Maillard Reaction: The Color of Savory is Brown

Cuisine is both an art and a science: it is an art when it strives to bring about the realization of the true and the beautiful, called le bon in the order of culinary ideas. As a science, it respects chemistry, physics and natural history. Its axioms are called aphorisms, its theorems recipes, and its philosophy gastronomy.
~Lucien Tendret, from La Table au pays de Brillat-Savarin

Why has browning been such an ultimate culinary goal of so many recipes whether on the stovetop, oven or grill? Although now it seems so basic and intuitive, as with most cooking techniques, there is a chemical explanation.
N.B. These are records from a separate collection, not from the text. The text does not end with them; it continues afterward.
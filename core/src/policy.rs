//! Named backoff policy registry.
//!
//! Policies are stored as templates: every lookup returns a fresh clone, so
//! each retry session owns its own [`BackOffPolicy`] state and two sessions
//! never share attempt counters.

use crate::backoff::BackOffPolicy;

/// In-memory registry for named [`BackOffPolicy`] templates.
///
/// Lookups are linear over an internal vector; a service typically defines a
/// handful of policies.
#[derive(Debug, Clone, Default)]
pub struct PolicyRegistry {
    entries: Vec<(String, BackOffPolicy)>,
}

impl PolicyRegistry {
    /// Create an empty registry.
    pub fn new() -> Self {
        Self::default()
    }

    /// Insert or replace a policy under the given name.
    ///
    /// Returns the previously registered policy if one existed.
    pub fn register(
        &mut self,
        name: impl Into<String>,
        policy: BackOffPolicy,
    ) -> Option<BackOffPolicy> {
        let name = name.into();
        if let Some((_, existing)) = self
            .entries
            .iter_mut()
            .find(|(existing_name, _)| *existing_name == name)
        {
            Some(std::mem::replace(existing, policy))
        } else {
            self.entries.push((name, policy));
            None
        }
    }

    /// Fresh instance of the named policy, ready for one session.
    pub fn get(&self, name: &str) -> Option<BackOffPolicy> {
        self.entries
            .iter()
            .find(|(existing_name, _)| existing_name == name)
            .map(|(_, policy)| policy.clone())
    }

    /// Remove a policy by name.
    pub fn remove(&mut self, name: &str) -> Option<BackOffPolicy> {
        let index = self
            .entries
            .iter()
            .position(|(existing_name, _)| existing_name == name)?;
        Some(self.entries.swap_remove(index).1)
    }

    /// Registered policy names.
    pub fn names(&self) -> impl Iterator<Item = &str> {
        self.entries.iter().map(|(name, _)| name.as_str())
    }

    /// Number of registered policies.
    pub fn len(&self) -> usize {
        self.entries.len()
    }

    /// Whether the registry is empty.
    pub fn is_empty(&self) -> bool {
        self.entries.is_empty()
    }

    /// Clear the registry.
    pub fn clear(&mut self) {
        self.entries.clear();
    }
}

impl<S: Into<String>> FromIterator<(S, BackOffPolicy)> for PolicyRegistry {
    fn from_iter<T: IntoIterator<Item = (S, BackOffPolicy)>>(iter: T) -> Self {
        let mut registry = PolicyRegistry::new();
        for (name, policy) in iter {
            registry.register(name, policy);
        }
        registry
    }
}
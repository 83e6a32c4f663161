//! store-retry - cancellable retry executor for remote-store writes
//!
//! Wraps a single fallible write (put, update, delete) in a retry session:
//! transient failures such as throttling or internal server errors are
//! retried after the delay a [`BackOff`] policy hands out, everything else
//! fails on first occurrence, and every inter-attempt wait can be interrupted
//! through a [`CancelScope`].
//!
//! # Features
//!
//! - **One loop for every write kind**: generic over input, output and error
//! - **Allow-list classification**: unknown errors are never retried
//! - **Interruptible waits**: timer and cancellation raced with `tokio::select!`
//! - **Untouched errors**: the caller gets the last attempt's error verbatim
//! - **Configurable policies** (feature `config`): named policies from TOML
//!
//! # Example
//!
//! ```rust
//! use std::time::Duration;
//! use store_retry::{ScheduledBackOff, StoreError, THROUGHPUT_EXCEEDED, retry_notify_put};
//!
//! # #[tokio::main(flavor = "current_thread")]
//! # async fn main() {
//! let mut backoff = ScheduledBackOff::from_millis([10, 20]);
//! let mut attempts = 0;
//!
//! let result = retry_notify_put(
//!     |key: u64| {
//!         attempts += 1;
//!         let result = if attempts < 3 {
//!             Err(StoreError::service(THROUGHPUT_EXCEEDED, "throttled"))
//!         } else {
//!             Ok(key)
//!         };
//!         std::future::ready(result)
//!     },
//!     42,
//!     &mut backoff,
//!     |err: &StoreError, delay: Duration| println!("retry in {delay:?}: {err}"),
//! )
//! .await;
//!
//! assert_eq!(result, Ok(42));
//! assert_eq!(attempts, 3);
//! # }
//! ```

pub mod backoff;
pub mod cancel;
pub mod classify;
#[cfg(feature = "config")]
pub mod config;
pub mod error;
pub mod notify;
pub mod policy;
pub mod retry;
pub mod store;
pub mod wait;

pub use backoff::{
    BackOff, BackOffPolicy, ConstantBackOff, ScheduledBackOff, StopBackOff, WithMaxRetries,
    ZeroBackOff,
};
pub use cancel::{CancelScope, CancellationToken};
pub use classify::{
    CategoryClassifier, Classification, Classify, ErrorCategory, INTERNAL_SERVER_ERROR,
    ServiceCode, StoreClassifier, THROUGHPUT_EXCEEDED, category_for_code,
};
#[cfg(feature = "config")]
pub use config::{BackOffConfig, BackOffKind, ConfigError, RetryConfig};
pub use error::{RetryError, RetryOutcome};
pub use notify::{LogNotify, Notify, Silent};
pub use policy::PolicyRegistry;
pub use retry::{Retry, retry, retry_notify, retry_notify_until};
pub use store::{
    StoreError, WriteKind, retry_delete, retry_notify_delete, retry_notify_put,
    retry_notify_update, retry_put, retry_update,
};
pub use wait::{WaitOutcome, wait};
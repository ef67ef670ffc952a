//! sona-bedrock
//!
//! Bedrock model invocation for the screening agent: single-shot completion,
//! persona chat with bounded history, and intent detection.

pub mod chat;
pub mod error;
pub mod intent;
Several causes of browning exist, which may act separately or in combination at various temperatures. One of the more fundamental and common reasons is the Maillard Reaction, a non-enzymatic chemical response which occurs in foods which contain both proteins and sugars. Maillard derived aromas are extremely complex and many components are formed in trace amounts by side reactions and obscure pathways. This particular phenomenon bears the name of Louis-Camille Maillard, who happened upon it when trying to ascertain how amino acids linked up to form proteins. From research undertaken in the early 20th century, he discovered that when heated sugars and amino acids were combined, the mixture slowly turned brown. Curiously, it was not until shortly after World War II that scientists associated the direct role that Maillard’s original chemical findings played in creating robust aromas and flavors in food.
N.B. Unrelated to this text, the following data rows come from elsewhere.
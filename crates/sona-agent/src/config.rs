use std::path::PathBuf;

use serde::{Deserialize, Serialize};

/// Current config version. Bump this when adding fields or changing shape.
/// Each bump requires a corresponding entry in [`migrate`].
const CURRENT_VERSION: u32 = 1;

#[derive(Debug, Clone, Serialize, Deserialize)]
pub struct SonaConfig {
    /// Schema version. Missing or 0 = pre-versioned config.
    #[serde(default)]
    pub config_version: u32,
    pub region: String,
    /// S3 bucket used to stage utterances for transcription.
    pub bucket: String,
    /// Bedrock model id for classification, intent routing, and chat.
    pub model_id: String,
    #[serde(default = "default_voice_id")]
    pub voice_id: String,
    #[serde(default = "default_language_code")]
    pub language_code: String,
    /// How long each microphone capture runs, in seconds.
    #[serde(default = "default_listen_duration_secs")]
    pub listen_duration_secs: u64,
    /// Saying this ends the conversation. Matched case-insensitively.
    #[serde(default = "default_exit_phrase")]
    pub exit_phrase: String,
    /// Cap on silent re-asks per question. `None` keeps asking forever.
    #[serde(skip_serializing_if = "Option::is_none", default)]
    pub max_attempts: Option<u32>,
    /// argv for the external emotion classifier. `None` disables sampling.
    #[serde(skip_serializing_if = "Option::is_none", default)]
    pub emotion_command: Option<Vec<String>>,
    pub created_at: jiff::Timestamp,
    pub credentials: CredentialSource,
}

fn default_voice_id() -> String {
    "Joanna".to_string()
}

fn default_language_code() -> String {
    "en-US".to_string()
}

fn default_listen_duration_secs() -> u64 {
    8
}

fn default_exit_phrase() -> String {
    "goodbye".to_string()
}

#[derive(Debug, Clone, Serialize, Deserialize)]
#[serde(tag = "type", rename_all = "snake_case")]
pub enum CredentialSource {
    Inline {
        access_key_id: String,
        secret_access_key: String,
        #[serde(skip_serializing_if = "Option::is_none", default)]
        session_token: Option<String>,
    },
    Profile {
        profile_name: String,
    },
    DefaultChain,
}

fn config_dir() -> eyre::Result<PathBuf> {
    let base = dirs::config_dir().ok_or_else(|| eyre::eyre!("no config directory found"))?;
    Ok(base.join("com.sona.agent"))
}

fn config_path() -> eyre::Result<PathBuf> {
    Ok(config_dir()?.join("config.json"))
}

pub fn has_config() -> bool {
    config_path().map(|p| p.exists()).unwrap_or(false)
}

pub fn load_config() -> eyre::Result<SonaConfig> {
    let path = config_path()?;
    let contents = std::fs::read_to_string(&path)
        .map_err(|e| eyre::eyre!("failed to read config at {}: {e}", path.display()))?;

    // Parse as raw JSON so we can run migrations before deserializing.
    let json: serde_json::Value = serde_json::from_str(&contents)?;
    let on_disk_version = json
        .get("config_version")
        .and_then(|v| v.as_u64())
        .unwrap_or(0) as u32;

    let migrated = migrate(json, on_disk_version)?;
    let config: SonaConfig = serde_json::from_value(migrated)?;
    Ok(config)
}

/// Run sequential migrations from `from_version` up to [`CURRENT_VERSION`].
///
/// Each migration is a pure transform on the raw JSON value.
fn migrate(mut json: serde_json::Value, from_version: u32) -> eyre::Result<serde_json::Value> {
    if from_version > CURRENT_VERSION {
        return Err(eyre::eyre!(
            "config_version {from_version} is newer than this build supports ({CURRENT_VERSION}). \
             Please update Sona."
        ));
    }

    // v0 → v1: stamp the version on pre-versioned configs. Field additions
    // since then are covered by serde defaults.
    if from_version < 1 {
        let obj = json
            .as_object_mut()
            .ok_or_else(|| eyre::eyre!("config is not a JSON object"))?;
        obj.insert(
            "config_version".to_string(),
            serde_json::Value::Number(1.into()),
        );
        tracing::info!("migrated config v0 → v1");
    }

    // Future migrations go here:
    // if from_version < 2 { ... }

    Ok(json)
}

pub fn save_config(config: &SonaConfig) -> eyre::Result<()> {
    let dir = config_dir()?;
    std::fs::create_dir_all(&dir)?;

    // Always write the current version, regardless of what was loaded.
    let mut stamped = config.clone();
    stamped.config_version = CURRENT_VERSION;

    let path = dir.join("config.json");
    let json = serde_json::to_string_pretty(&stamped)?;

    // Write to a temp file then rename for atomicity
    let tmp_path = dir.join("config.json.tmp");
    std::fs::write(&tmp_path, json.as_bytes())?;

    // Set restrictive permissions on Unix before renaming
    #[cfg(unix)]
    {
        use std::os::unix::fs::PermissionsExt;
        std::fs::set_permissions(&tmp_path, std::fs::Permissions::from_mode(0o600))?;
    }

    std::fs::rename(&tmp_path, &path)?;

    tracing::info!(path = %path.display(), "config saved");
    Ok(())
}

pub fn delete_config() -> eyre::Result<()> {
    let path = config_path()?;
    if path.exists() {
        std::fs::remove_file(&path)?;
        tracing::info!(path = %path.display(), "config deleted");
    }
    Ok(())
}

#[cfg(test)]
mod tests {
    use super::*;

    fn minimal_config_json() -> serde_json::Value {
        serde_json::json!({
            "region": "us-east-1",
            "bucket": "sona-utterances",
            "model_id": "anthropic.claude-3-haiku-20240307-v1:0",
            "created_at": "2026-08-01T00:00:00Z",
            "credentials": { "type": "default_chain" },
        })
    }

    #[test]
    fn pre_versioned_config_migrates_and_gets_defaults() {
        let migrated = migrate(minimal_config_json(), 0).unwrap();
        let config: SonaConfig = serde_json::from_value(migrated).unwrap();
        assert_eq!(config.config_version, 1);
        assert_eq!(config.voice_id, "Joanna");
        assert_eq!(config.language_code, "en-US");
        assert_eq!(config.exit_phrase, "goodbye");
        assert_eq!(config.listen_duration_secs, 8);
        assert!(config.max_attempts.is_none());
        assert!(config.emotion_command.is_none());
    }

    #[test]
    fn future_version_is_rejected() {
        let mut json = minimal_config_json();
        json["config_version"] = serde_json::json!(99);
        assert!(migrate(json, 99).is_err());
    }
}
use thiserror::Error;

#[derive(Debug, Error)]
pub enum BedrockError {
    #[error("model invocation failed: {0}")]
    Invocation(String),

    #[error("response parsing failed: {0}")]
    ResponseParse(String),
}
The Maillard Reaction usually occurs when the denatured proteins on the surface recombine with those natural sugars present in that food. Usually the result of heat, a chemical reaction occurs between an amino acid and a reducing sugar, forming a multitude of interesting but poorly characterized molecules responsible for a broad, intricate range of scents and flavors, ultimately changing the pigmentation of food—the browning effect courtesy of Monsieur Maillard (1878-1936).